Description:
Today only 71% of BC children arrive at kindergarten meeting all the developmental benchmarks they need to thrive both now and in the future: 29% are developmentally vulnerable. This means that nearly one in three B.C. kindergarten children are at risk of failing to develop into the healthy, well-educated, innovative and productively-employed adults we need to secure our long-term economic sustainability.
For the past decade, HELP has monitored the state of B.C. children in kindergarten. Challenging the long-held notion that a rising tide will simply lift all boats, early vulnerability increased during the recent period of economic growth in B.C., rising from 26 per cent of kindergarten children in 2004 to 29 per cent in 2007, where it remains according to 2009 data.
B.C. suffers unnecessarily high early vulnerability across income classes because it is relying on old thinking to address 21st Century issues.

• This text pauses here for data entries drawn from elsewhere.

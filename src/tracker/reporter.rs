//! Observability for reconstruction
//!
//! [`TrackingReporter`] receives callbacks at the key points of an event:
//! seeds starting, layers being searched, hypotheses completing and tracks
//! being accepted. All methods have empty defaults.
//!
//! - [`NoOpReporter`] - does nothing; used by [`crate::tracker::Tracker::reconstruct`]
//! - [`LoggingReporter`] - forwards events to the `log` facade
//! - [`DebugReporter`] - records every event for inspection in tests
//! - [`CompositeReporter`] - forwards to two reporters
//!
//! # Example
//!
//! ```
//! use siltrack::tracker::{DebugReporter, TrackingReporter};
//!
//! let mut reporter = DebugReporter::new();
//! reporter.on_seed_start(0, 0);
//! assert_eq!(reporter.seed_starts(), &[(0, 0)]);
//! ```

use super::event::EventOutput;
use crate::error::TrackingError;
use crate::track::TrackState;

/// Callbacks during reconstruction
///
/// Callbacks receive references; clone inside the callback to keep data.
pub trait TrackingReporter {
    /// Clusters are loaded and seeds are known
    fn on_event_start(&mut self, _n_clusters: usize, _n_seeds: usize) {}

    /// A seed starts its search in a pass
    fn on_seed_start(&mut self, _seed_index: usize, _pass: usize) {}

    /// The search reached a layer; `state` is the prediction on the layer
    fn on_layer(&mut self, _layer: usize, _state: &TrackState, _n_candidates: usize) {}

    /// A hypothesis reached the innermost layer
    fn on_hypothesis(&mut self, _state: &TrackState, _became_best: bool) {}

    /// A seed produced an accepted track
    fn on_track_accepted(&mut self, _seed_index: usize, _pass: usize, _state: &TrackState) {}

    /// A seed produced no track in a pass
    fn on_seed_rejected(&mut self, _seed_index: usize, _pass: usize, _reason: &TrackingError) {}

    /// The event is complete
    fn on_event_complete(&mut self, _output: &EventOutput) {}
}

/// Reporter that does nothing
#[derive(Debug, Clone, Copy, Default)]
pub struct NoOpReporter;

impl NoOpReporter {
    pub fn new() -> Self {
        Self
    }
}

impl TrackingReporter for NoOpReporter {}

/// Reporter that records every event
///
/// Stores clones of the states passed to it; intended for tests and
/// single-event debugging.
#[derive(Debug, Clone, Default)]
pub struct DebugReporter {
    events_started: usize,
    seed_starts: Vec<(usize, usize)>,
    layers: Vec<(usize, usize)>,
    hypotheses: Vec<(TrackState, bool)>,
    accepted: Vec<(usize, usize, TrackState)>,
    rejected: Vec<(usize, usize, String)>,
    completed: Vec<usize>,
}

impl DebugReporter {
    pub fn new() -> Self {
        Self::default()
    }

    pub fn clear(&mut self) {
        *self = Self::default();
    }

    /// `(seed_index, pass)` of every search started
    pub fn seed_starts(&self) -> &[(usize, usize)] {
        &self.seed_starts
    }

    /// `(layer, candidates)` of every layer visited
    pub fn layer_visits(&self) -> &[(usize, usize)] {
        &self.layers
    }

    /// Terminal hypotheses and whether each became the best
    pub fn hypotheses(&self) -> &[(TrackState, bool)] {
        &self.hypotheses
    }

    /// `(seed_index, pass, state)` of every accepted track
    pub fn accepted(&self) -> &[(usize, usize, TrackState)] {
        &self.accepted
    }

    /// `(seed_index, pass, reason)` of every seed without a track
    pub fn rejected(&self) -> &[(usize, usize, String)] {
        &self.rejected
    }

    /// Track counts of completed events
    pub fn completed_events(&self) -> &[usize] {
        &self.completed
    }

    pub fn events_started(&self) -> usize {
        self.events_started
    }
}

impl TrackingReporter for DebugReporter {
    fn on_event_start(&mut self, _n_clusters: usize, _n_seeds: usize) {
        self.events_started += 1;
    }

    fn on_seed_start(&mut self, seed_index: usize, pass: usize) {
        self.seed_starts.push((seed_index, pass));
    }

    fn on_layer(&mut self, layer: usize, _state: &TrackState, n_candidates: usize) {
        self.layers.push((layer, n_candidates));
    }

    fn on_hypothesis(&mut self, state: &TrackState, became_best: bool) {
        self.hypotheses.push((state.clone(), became_best));
    }

    fn on_track_accepted(&mut self, seed_index: usize, pass: usize, state: &TrackState) {
        self.accepted.push((seed_index, pass, state.clone()));
    }

    fn on_seed_rejected(&mut self, seed_index: usize, pass: usize, reason: &TrackingError) {
        self.rejected.push((seed_index, pass, reason.to_string()));
    }

    fn on_event_complete(&mut self, output: &EventOutput) {
        self.completed.push(output.num_tracks());
    }
}

/// Reporter that logs through the `log` facade
///
/// Event summaries at INFO, seed outcomes at DEBUG, layer detail at TRACE.
#[derive(Debug, Clone, Copy, Default)]
pub struct LoggingReporter;

impl LoggingReporter {
    pub fn new() -> Self {
        Self
    }
}

impl TrackingReporter for LoggingReporter {
    fn on_event_start(&mut self, n_clusters: usize, n_seeds: usize) {
        log::info!("Event start: {} clusters, {} seeds", n_clusters, n_seeds);
    }

    fn on_seed_start(&mut self, seed_index: usize, pass: usize) {
        log::trace!("Seed {} pass {}", seed_index, pass);
    }

    fn on_layer(&mut self, layer: usize, state: &TrackState, n_candidates: usize) {
        log::trace!(
            "  layer {}: phi={:.4} z={:.3} candidates={}",
            layer,
            state.phi(),
            state.z(),
            n_candidates
        );
    }

    fn on_hypothesis(&mut self, state: &TrackState, became_best: bool) {
        log::trace!(
            "  hypothesis: clusters={} chi2={:.3} best={}",
            state.n_clusters(),
            state.chi2(),
            became_best
        );
    }

    fn on_track_accepted(&mut self, seed_index: usize, pass: usize, state: &TrackState) {
        log::debug!(
            "Seed {} accepted in pass {}: {} clusters, chi2={:.3}",
            seed_index,
            pass,
            state.n_clusters(),
            state.chi2()
        );
    }

    fn on_seed_rejected(&mut self, seed_index: usize, pass: usize, reason: &TrackingError) {
        log::debug!("Seed {} rejected in pass {}: {}", seed_index, pass, reason);
    }

    fn on_event_complete(&mut self, output: &EventOutput) {
        log::info!(
            "Event complete: {} tracks from {} seeds",
            output.num_tracks(),
            output.stats.num_seeds()
        );
    }
}

/// Reporter that forwards every event to two reporters
#[derive(Debug, Clone)]
pub struct CompositeReporter<A: TrackingReporter, B: TrackingReporter> {
    first: A,
    second: B,
}

impl<A: TrackingReporter, B: TrackingReporter> CompositeReporter<A, B> {
    pub fn new(first: A, second: B) -> Self {
        Self { first, second }
    }

    pub fn first(&self) -> &A {
        &self.first
    }

    pub fn second(&self) -> &B {
        &self.second
    }

    pub fn into_parts(self) -> (A, B) {
        (self.first, self.second)
    }
}

impl<A: TrackingReporter, B: TrackingReporter> TrackingReporter for CompositeReporter<A, B> {
    fn on_event_start(&mut self, n_clusters: usize, n_seeds: usize) {
        self.first.on_event_start(n_clusters, n_seeds);
        self.second.on_event_start(n_clusters, n_seeds);
    }

    fn on_seed_start(&mut self, seed_index: usize, pass: usize) {
        self.first.on_seed_start(seed_index, pass);
        self.second.on_seed_start(seed_index, pass);
    }

    fn on_layer(&mut self, layer: usize, state: &TrackState, n_candidates: usize) {
        self.first.on_layer(layer, state, n_candidates);
        self.second.on_layer(layer, state, n_candidates);
    }

    fn on_hypothesis(&mut self, state: &TrackState, became_best: bool) {
        self.first.on_hypothesis(state, became_best);
        self.second.on_hypothesis(state, became_best);
    }

    fn on_track_accepted(&mut self, seed_index: usize, pass: usize, state: &TrackState) {
        self.first.on_track_accepted(seed_index, pass, state);
        self.second.on_track_accepted(seed_index, pass, state);
    }

    fn on_seed_rejected(&mut self, seed_index: usize, pass: usize, reason: &TrackingError) {
        self.first.on_seed_rejected(seed_index, pass, reason);
        self.second.on_seed_rejected(seed_index, pass, reason);
    }

    fn on_event_complete(&mut self, output: &EventOutput) {
        self.first.on_event_complete(output);
        self.second.on_event_complete(output);
    }
}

In the absence of an early learning and child-care system, public policy in B.C. and much of Canada remains nostalgic for a time when some women stayed home to rear young children while some men served as sole breadwinners on behalf of their families.

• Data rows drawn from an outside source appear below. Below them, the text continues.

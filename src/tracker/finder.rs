//! Inward track following for one seed
//!
//! The search is a depth-first walk from the outermost reachable layer to the
//! innermost one. Each visited layer keeps a frame with the prediction on the
//! layer and its candidates sorted by chi2; branches are taken best first and
//! the search backtracks to the next candidate when a deeper layer fails. The
//! skip (or dead-zone) continuation is the last branch of every frame while
//! the skip budget allows it, so an outlier that passes the gate cannot hide
//! the track that ignores it.
//!
//! Depth is bounded by the number of layers, branching by
//! `max_candidates_per_layer` and the total number of expanded nodes by
//! `max_hypotheses_per_seed`.

use super::association::{collect_candidates, Candidates};
use super::config::{PassConfig, TrackerConfig};
use super::hypothesis::{HypothesisManager, Ranking};
use super::reporter::TrackingReporter;
use super::stats::EventStats;
use crate::detector::{DetectorLayer, Detector};
use crate::error::{Result, TrackingError};
use crate::track::{Material, Propagator, TrackState, Vertex};

/// Pre-update snapshot of one layer with the branches still to try
#[derive(Debug)]
struct LayerFrame {
    layer: usize,
    candidates: Candidates,
    next: usize,
    /// Skip or dead-zone continuation, tried after every candidate
    fallback: Option<TrackState>,
}

/// Branch taken out of a frame
enum Branch {
    Candidate(usize),
    Fallback(TrackState),
}

impl LayerFrame {
    fn next_branch(&mut self) -> Option<Branch> {
        if self.next < self.candidates.len() {
            self.next += 1;
            return Some(Branch::Candidate(self.next - 1));
        }
        self.fallback.take().map(Branch::Fallback)
    }
}

/// Result of searching one seed
#[derive(Debug, Clone)]
pub struct SearchResult {
    /// Best completed hypothesis, if any reached the innermost layer
    pub best: Option<TrackState>,
    /// Nodes expanded
    pub nodes: usize,
    /// Search stopped by the node budget
    pub budget_exhausted: bool,
}

/// Follows seeds inward through the layers of a detector
pub struct TrackFinder<'a> {
    detector: &'a mut Detector,
    config: &'a TrackerConfig,
    vertex: &'a Vertex,
    propagator: Propagator,
    ranking: Ranking,
}

impl<'a> TrackFinder<'a> {
    pub fn new(detector: &'a mut Detector, config: &'a TrackerConfig, vertex: &'a Vertex) -> Self {
        Self {
            detector,
            config,
            vertex,
            propagator: config.propagator(),
            ranking: Ranking::new(config.skip_penalty, config.dead_zone_penalty),
        }
    }

    /// Outermost layer at or inside the seed's radius
    pub fn start_layer(&self, seed: &TrackState) -> Option<usize> {
        let r = seed.radius() + 1e-6;
        self.detector
            .layers()
            .iter()
            .rposition(|layer| layer.radius() <= r)
    }

    /// Search the best hypothesis for a seed in one pass
    ///
    /// Claimed clusters are never considered. The seed itself is not
    /// modified.
    pub fn find<R: TrackingReporter>(
        &mut self,
        seed: &TrackState,
        pass: &PassConfig,
        stats: &mut EventStats,
        reporter: &mut R,
    ) -> SearchResult {
        let mut manager = HypothesisManager::new(self.ranking);
        let mut result = SearchResult {
            best: None,
            nodes: 0,
            budget_exhausted: false,
        };
        let Some(top) = self.start_layer(seed) else {
            return result;
        };

        let mut stack: Vec<LayerFrame> = Vec::with_capacity(top + 1);
        if let Some(frame) = self.enter_layer(seed.clone(), top, stats, reporter) {
            stack.push(frame);
        }

        while let Some(frame) = stack.last_mut() {
            let Some(branch) = frame.next_branch() else {
                stack.pop();
                continue;
            };
            if result.nodes >= self.config.max_hypotheses_per_seed {
                result.budget_exhausted = true;
                break;
            }
            result.nodes += 1;
            let layer = frame.layer;

            let mut state = match branch {
                Branch::Candidate(i) => {
                    let candidate = &frame.candidates[i];
                    let Some(cluster) = self.detector.cluster(candidate.cluster) else {
                        continue;
                    };
                    let mut state = candidate.state.clone();
                    match state.update(candidate.cluster, cluster, self.config.layer(layer).chi2_max)
                    {
                        Ok(outcome) if outcome.is_accepted() => state,
                        Ok(_) => continue,
                        Err(_) => {
                            stats.degenerate_candidates += 1;
                            continue;
                        }
                    }
                }
                Branch::Fallback(state) => state,
            };

            if let Err(err) = self.cross_layer_material(&mut state, layer) {
                log::trace!("layer {}: material correction failed: {}", layer, err);
                stats.geometry_misses += 1;
                continue;
            }
            if !manager.can_improve(&state, layer) {
                continue;
            }

            if layer == 0 {
                if let Some(done) = self.finish(state, pass, stats) {
                    let kept = manager.offer(done);
                    if let Some(best) = manager.best() {
                        reporter.on_hypothesis(best, kept);
                    }
                }
            } else if let Some(next) = self.enter_layer(state, layer - 1, stats, reporter) {
                stack.push(next);
            }
        }

        result.best = manager.into_best();
        result
    }

    /// Propagate onto a layer and build its frame
    ///
    /// Returns `None` when the branch dies here: geometric miss, or no
    /// candidate and no skip budget left.
    fn enter_layer<R: TrackingReporter>(
        &mut self,
        mut state: TrackState,
        layer: usize,
        stats: &mut EventStats,
        reporter: &mut R,
    ) -> Option<LayerFrame> {
        let dead_zone = match self.predict_on_layer(&mut state, layer) {
            Ok(dead_zone) => dead_zone,
            Err(err) => {
                log::trace!("layer {}: {}", layer, err);
                stats.geometry_misses += 1;
                return None;
            }
        };

        let candidates = collect_candidates(
            self.detector,
            layer,
            &state,
            self.config.layer(layer),
            self.config.max_candidates_per_layer,
            stats,
        );
        reporter.on_layer(layer, &state, candidates.len());

        let fallback = if dead_zone {
            state.record_dead_zone();
            Some(state)
        } else if state.n_skips() < self.config.max_skips
            && state.consecutive_skips() < self.config.max_consecutive_skips
        {
            state.record_skip();
            Some(state)
        } else {
            None
        };

        if candidates.is_empty() && fallback.is_none() {
            return None;
        }
        Some(LayerFrame {
            layer,
            candidates,
            next: 0,
            fallback,
        })
    }

    /// Move the state onto the module plane it crosses on `layer`
    ///
    /// Passive shells on the way are crossed with their material. Returns
    /// whether the predicted point is insensitive (outside the acceptance,
    /// the module width or inside an inter-detector gap).
    fn predict_on_layer(&self, state: &mut TrackState, layer: usize) -> Result<bool> {
        let target: &DetectorLayer = self.detector.layer(layer);
        let shells = self.detector.passive_between(state.radius(), target.radius());
        self.propagator.cross_shells(state, &shells)?;
        state.transport_to_radius(target.radius())?;

        let Some(id) = target.find_detector_index(state.phi(), state.z()) else {
            return Ok(true);
        };
        let module = target
            .module(id)
            .ok_or(TrackingError::GeometryMiss { radius: target.radius() })?;
        state.rotate(module.alpha)?;
        state.transport_to(module.x)?;
        Ok(target.is_dead_zone(module, state.y(), state.z()))
    }

    /// Layer material after the update, against the direction of flight
    fn cross_layer_material(&self, state: &mut TrackState, layer: usize) -> Result<()> {
        let target = self.detector.layer(layer);
        let x0 = target.thickness(state.y(), state.z());
        let material = Material::new(x0, DetectorLayer::x_rho(x0));
        self.propagator.correct_for_material(state, material, -1.0)
    }

    /// Close a hypothesis on the innermost layer
    ///
    /// Constrained passes apply the vertex; a rejected vertex discards the
    /// hypothesis.
    fn finish(
        &self,
        mut state: TrackState,
        pass: &PassConfig,
        stats: &mut EventStats,
    ) -> Option<TrackState> {
        if !pass.constrained {
            return Some(state);
        }
        let shells = self.detector.passive_between(state.radius(), 0.0);
        match self.propagator.constrain_to_vertex(
            &mut state,
            self.vertex,
            pass.vertex_weight,
            pass.vertex_chi2_max,
            &shells,
        ) {
            Ok(outcome) if outcome.is_accepted() => Some(state),
            Ok(outcome) => {
                log::trace!("vertex rejected with chi2 {:.2}", outcome.chi2());
                stats.vertex_rejections += 1;
                None
            }
            Err(err) => {
                log::trace!("vertex unreachable: {}", err);
                stats.geometry_misses += 1;
                None
            }
        }
    }
}

#[cfg(test)]
mod tests {
    use super::*;
    use crate::common::simulation::{EventGenerator, TrackSpec};
    use crate::detector::{ClusterRef, GeometryDescription};
    use crate::tracker::reporter::{DebugReporter, NoOpReporter};

    fn setup() -> (Detector, TrackerConfig) {
        let detector = Detector::new(&GeometryDescription::six_layer_barrel()).unwrap();
        let config = TrackerConfig::builder().energy_loss(false).build();
        (detector, config)
    }

    #[test]
    fn test_start_layer() {
        let (mut detector, config) = setup();
        let generator = EventGenerator::new(&detector);
        let seed = generator.seed_at(&TrackSpec::new(1.0, 0.3, 0.1), 50.0).unwrap();
        let vertex = config.beam_spot();
        let finder = TrackFinder::new(&mut detector, &config, &vertex);
        assert_eq!(finder.start_layer(&seed), Some(5));

        let inner = generator.seed_at(&TrackSpec::new(1.0, 0.3, 0.1), 2.0).unwrap();
        assert_eq!(finder.start_layer(&inner), None);
    }

    #[test]
    fn test_follows_clean_track() {
        let (mut detector, config) = setup();
        let generator = EventGenerator::new(&detector);
        let spec = TrackSpec::new(1.0, 0.3, 0.1).with_label(1);
        let truth = generator.clusters(&spec).unwrap();
        let seed = generator.seed_at(&spec, 50.0).unwrap();
        detector.load_event(truth).unwrap();

        let vertex = config.beam_spot();
        let mut stats = EventStats::new(1);
        let mut reporter = DebugReporter::new();
        let mut finder = TrackFinder::new(&mut detector, &config, &vertex);
        let result = finder.find(&seed, &PassConfig::unconstrained(4), &mut stats, &mut reporter);

        let best = result.best.unwrap();
        assert_eq!(best.n_clusters(), 6);
        assert_eq!(best.n_skips(), 0);
        assert!(best.chi2() < 1e-6);
        assert!(!result.budget_exhausted);
        let layers: Vec<usize> = reporter.layer_visits().iter().map(|v| v.0).collect();
        assert_eq!(layers, vec![5, 4, 3, 2, 1, 0]);
    }

    #[test]
    fn test_empty_event_finds_nothing() {
        let (mut detector, config) = setup();
        let generator = EventGenerator::new(&detector);
        let seed = generator.seed_at(&TrackSpec::new(1.0, 0.3, 0.1), 50.0).unwrap();
        let vertex = config.beam_spot();
        let mut stats = EventStats::new(1);
        let mut finder = TrackFinder::new(&mut detector, &config, &vertex);
        let result = finder.find(
            &seed,
            &PassConfig::unconstrained(4),
            &mut stats,
            &mut NoOpReporter,
        );
        assert!(result.best.is_none());
    }

    #[test]
    fn test_backtracks_from_dead_end_candidate() {
        let (mut detector, config) = setup();
        // Loose z on the seed so both clusters on the outer layer pass the gate
        let generator = EventGenerator::new(&detector)
            .with_seed_covariance([1e-2, 1.0, 1e-4, 1e-6, 1e-7]);
        let truth = TrackSpec::new(1.0, 0.3, 0.1);
        let shifted = TrackSpec::new(1.0, 0.3, 0.1).with_z0(0.5);

        let mut clusters = generator.clusters(&truth).unwrap();
        let truth_z = clusters.iter().find(|c| c.layer == 5).unwrap().z;
        // Lies exactly on the seed line, which has nothing further in
        clusters.extend(
            generator
                .clusters(&shifted)
                .unwrap()
                .into_iter()
                .filter(|c| c.layer == 5),
        );
        detector.load_event(clusters).unwrap();
        let seed = generator.seed_at(&shifted, 50.0).unwrap();

        let vertex = config.beam_spot();
        let mut stats = EventStats::new(1);
        let mut reporter = DebugReporter::new();
        let mut finder = TrackFinder::new(&mut detector, &config, &vertex);
        let result = finder.find(&seed, &PassConfig::unconstrained(4), &mut stats, &mut reporter);

        assert_eq!(reporter.layer_visits()[0], (5, 2));
        let best = result.best.unwrap();
        assert_eq!(best.n_clusters(), 6);
        assert_eq!(best.n_skips(), 0);
        let outer = ClusterRef::new(5, best.cluster_at(5).unwrap());
        assert!((detector.cluster(outer).unwrap().z - truth_z).abs() < 1e-9);
    }

    #[test]
    fn test_node_budget() {
        let (mut detector, _) = setup();
        let config = TrackerConfig::builder()
            .energy_loss(false)
            .max_hypotheses_per_seed(3)
            .build();
        let generator = EventGenerator::new(&detector);
        let spec = TrackSpec::new(1.0, 0.3, 0.1);
        detector.load_event(generator.clusters(&spec).unwrap()).unwrap();
        let seed = generator.seed_at(&spec, 50.0).unwrap();

        let vertex = config.beam_spot();
        let mut stats = EventStats::new(1);
        let mut finder = TrackFinder::new(&mut detector, &config, &vertex);
        let result = finder.find(
            &seed,
            &PassConfig::unconstrained(4),
            &mut stats,
            &mut NoOpReporter,
        );
        assert!(result.budget_exhausted);
        assert_eq!(result.nodes, 3);
        assert!(result.best.is_none());
    }

    #[test]
    fn test_constrained_pass_reaches_vertex() {
        let (mut detector, config) = setup();
        let generator = EventGenerator::new(&detector);
        let spec = TrackSpec::new(1.0, 0.3, 0.1);
        detector.load_event(generator.clusters(&spec).unwrap()).unwrap();
        let seed = generator.seed_at(&spec, 50.0).unwrap();

        let vertex = config.beam_spot();
        let mut stats = EventStats::new(1);
        let mut finder = TrackFinder::new(&mut detector, &config, &vertex);
        let result = finder.find(
            &seed,
            &PassConfig::constrained(4),
            &mut stats,
            &mut NoOpReporter,
        );
        let best = result.best.unwrap();
        assert_eq!(best.n_clusters(), 6);
        assert!(best.radius() < 0.05);
    }
}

The government of B.C. has committed to lowering the provincial rate of early vulnerability to 15% by fiscal year 2015. This goal is both commendable and achievable. With support from the Business Council of British Columbia, United Way of the Lower Mainland and Vancouver Foundation, HELP has completed a groundbreaking research project that quantifies the costs and benefits of addressing early vulnerability in BC. The resulting report 15 by 15: A Comprehensive Policy Framework for Early Human Capital Investment in BC dramatically illustrates why all of us - individuals, businesses and governments - should care about the real brain drain in BC today resulting from early vulnerability.